Ce négationnisme a été tout récemment officialisé par une résolution de
l'Unesco répudiant tout lien historique entre les Juifs et Jérusalem. On est donc
aujourd'hui partagé entre deux craintes, la crainte de l'isolement et celle que
m'inspire l'imbécillité de la politique américaine, celle que m'inspire le
fanatisme islamique.
Élisabeth Lévy : Mais en même temps
les Israéliens eux-mêmes quand ils disent « Jérusalem capitale unifiée »
de l'État d'Israël ne font pas vraiment droit non plus. Vous dites que les
Arabes ne veulent pas partager Jérusalem. Quand on entend les Israéliens
parler, ils n'ont pas l'air de vouloir la partager non plus. Bien sûr qu'il y a
l'accès aux lieux religieux, c'est tout à fait vrai, et ce n'était pas le cas
sous souveraineté arabe, mais ils n'empêche, les Israéliens ne font pas droit à
cette demande palestinienne.
Finkielkraut : non les
Israéliens, il ne faut pas dire les Israéliens mais des Israéliens. Les
Israéliens sont divisés et la plupart d'entre eux, sauf Eyal Sivan et Michel Warschawski,
la plupart des Israéliens pensent en effet que Jérusalem est la capitale d’Israël
et de facto, Jérusalem est la
capitale, la Knesset siège à Jérusalem, le gouvernement siège Jérusalem, mais
un certain nombre d'Israéliens sont prêts, disent aussi, que Jérusalem Est
peut-être dans le cadre d’un règlement négocié, la capitale de l'État
palestinien à venir. Simplement, Naphtali Benett qui représente un certain
nombre d'Israéliens applaudit Trump, et va plus loin que lui. Il pense que
c'est un premier pas, parce que pour Naphtali Benett et les Israéliens qui sont
d’accord avec lui, Jérusalem est la capitale indivisible d'Israël.

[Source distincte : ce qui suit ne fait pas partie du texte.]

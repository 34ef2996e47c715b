use std::collections::VecDeque;
use std::time::{Duration, Instant};

use crate::eeprom::{ByteChannel, EepromError, EepromResult};

/// Channel that replays a fixed script: silence, then bytes, then
/// optionally an I/O error. Empty reads sleep for one poll interval like a
/// serial read timing out.
pub struct ScriptedChannel {
    poll: Duration,
    silent_until: Option<Instant>,
    pending: VecDeque<u8>,
    fail_when_drained: bool,
    zero_reads: usize,
    latency: Duration,
}

impl ScriptedChannel {
    pub fn new(poll: Duration) -> Self {
        Self {
            poll,
            silent_until: None,
            pending: VecDeque::new(),
            fail_when_drained: false,
            zero_reads: 0,
            latency: Duration::ZERO,
        }
    }

    /// Produce only zero-length reads for `duration`, starting now.
    pub fn silent_for(mut self, duration: Duration) -> Self {
        self.silent_until = Some(Instant::now() + duration);
        self
    }

    /// Block for `latency` inside every read that returns data.
    pub fn with_latency(mut self, latency: Duration) -> Self {
        self.latency = latency;
        self
    }

    pub fn then_bytes(mut self, bytes: &[u8]) -> Self {
        self.pending.extend(bytes.iter().copied());
        self
    }

    pub fn then_fail(mut self) -> Self {
        self.fail_when_drained = true;
        self
    }

    pub fn zero_reads(&self) -> usize {
        self.zero_reads
    }

    fn idle(&mut self) -> EepromResult<usize> {
        std::thread::sleep(self.poll);
        self.zero_reads += 1;
        Ok(0)
    }
}

impl ByteChannel for ScriptedChannel {
    fn write(&mut self, _data: &[u8]) -> EepromResult<()> {
        Ok(())
    }

    fn read(&mut self, buffer: &mut [u8]) -> EepromResult<usize> {
        if buffer.is_empty() {
            return Ok(0);
        }
        if let Some(until) = self.silent_until {
            if Instant::now() < until {
                return self.idle();
            }
        }

        match self.pending.pop_front() {
            Some(byte) => {
                if !self.latency.is_zero() {
                    std::thread::sleep(self.latency);
                }
                buffer[0] = byte;
                Ok(1)
            }
            None if self.fail_when_drained => Err(EepromError::Io(std::io::Error::new(
                std::io::ErrorKind::BrokenPipe,
                "device unplugged",
            ))),
            None => self.idle(),
        }
    }

    fn close(&mut self) {}
}
use std::sync::{Arc, Mutex};

use crate::eeprom::{OperationState, TransferEvent};

/// Records every event an operation reports.
#[derive(Debug, Clone, Default)]
pub struct EventLog {
    events: Arc<Mutex<Vec<TransferEvent>>>,
}

impl EventLog {
    pub fn new() -> Self {
        Self::default()
    }

    /// Progress sink to hand to the engine.
    pub fn sink(&self) -> impl Fn(TransferEvent) + Send + Sync + 'static {
        let events = Arc::clone(&self.events);
        move |event| events.lock().expect("event log poisoned").push(event)
    }

    pub fn all(&self) -> Vec<TransferEvent> {
        self.events.lock().expect("event log poisoned").clone()
    }

    pub fn states(&self) -> Vec<OperationState> {
        self.all()
            .into_iter()
            .filter_map(|event| match event {
                TransferEvent::State(state) => Some(state),
                _ => None,
            })
            .collect()
    }

    pub fn last_state(&self) -> Option<OperationState> {
        self.states().last().copied()
    }

    pub fn progress(&self) -> Vec<(usize, usize)> {
        self.all()
            .into_iter()
            .filter_map(|event| match event {
                TransferEvent::Progress { done, total } => Some((done, total)),
                _ => None,
            })
            .collect()
    }

    pub fn last_progress(&self) -> Option<(usize, usize)> {
        self.progress().last().copied()
    }

    pub fn statuses(&self) -> Vec<String> {
        self.all()
            .into_iter()
            .filter_map(|event| match event {
                TransferEvent::Status { message } => Some(message),
                _ => None,
            })
            .collect()
    }
}
//! XOR obfuscation of CIM images.

use crate::eeprom::{EepromError, EepromResult};

/// Apply `mask` cyclically over `data`.
///
/// The transform is its own inverse, so the same call obfuscates before a
/// write and recovers after a read. An empty mask leaves `data` unchanged.
pub fn transform(data: &[u8], mask: &[u8]) -> Vec<u8> {
    if mask.is_empty() {
        return data.to_vec();
    }

    data.iter()
        .zip(mask.iter().cycle())
        .map(|(byte, key)| byte ^ key)
        .collect()
}

/// True when `mask` cannot change any byte.
pub fn is_identity(mask: &[u8]) -> bool {
    mask.iter().all(|&b| b == 0)
}

/// Parse a mask written as hex text, e.g. `"00"` or `"a5ff"`.
///
/// Whitespace and an optional `0x` prefix are accepted.
pub fn parse_mask(text: &str) -> EepromResult<Vec<u8>> {
    let trimmed = text.trim();
    let digits: String = trimmed
        .strip_prefix("0x")
        .or_else(|| trimmed.strip_prefix("0X"))
        .unwrap_or(trimmed)
        .chars()
        .filter(|c| !c.is_whitespace())
        .collect();

    if digits.is_empty() {
        return Err(EepromError::InvalidXorMask {
            reason: "mask is empty".into(),
        });
    }

    hex::decode(&digits).map_err(|e| EepromError::InvalidXorMask {
        reason: format!("'{}': {}", text, e),
    })
}

/// Render a mask the way [`parse_mask`] reads it.
pub fn format_mask(mask: &[u8]) -> String {
    hex::encode(mask)
}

Élisabeth Lévy : Il ne l'a pas dit.
Finkielkraut : Justement, à la
différence de Trump. Trump pour lui a fait un premier pas, et il [Benett] ne
veut pas non plus restituer de territoires. Il veut poursuivre la colonisation,
c'est-à-dire que ce faisant Naphtali Benett œuvre à ce que les Juifs soient
minoritaires dans leur propre État. Et donc je pense qu’à cet égard que Amos Oz
à raison de dire que le gouvernement auquel il participe et dans lequel il a
une voix prépondérante, est le plus antisioniste de l'histoire d'Israël. Et je
pense toujours à cette phrase d’Ari Shavit, dans son livre extraordinaire « Ma
terre promise » : ou Israël mettra fin à l'occupation, où l'occupation
mettra fin à Israël. Certes le partenaire n'est pas fiable, certes il y a des
risques à courir, mais nous sommes placés aujourd'hui devant cette alternative.
Élisabeth Lévy : Je voulais vous
faire remarquer que peut-être en plus le moment était très favorable à Israël.
Il n'y a pas une pression diplomatique réelle sur Israël en ce moment. On voit
bien que Netanyahou est tout de même reçu à Paris aujourd'hui, il n'y a pas de
pression pour le faire aller dans un processus, il y a cette alliance sunnite.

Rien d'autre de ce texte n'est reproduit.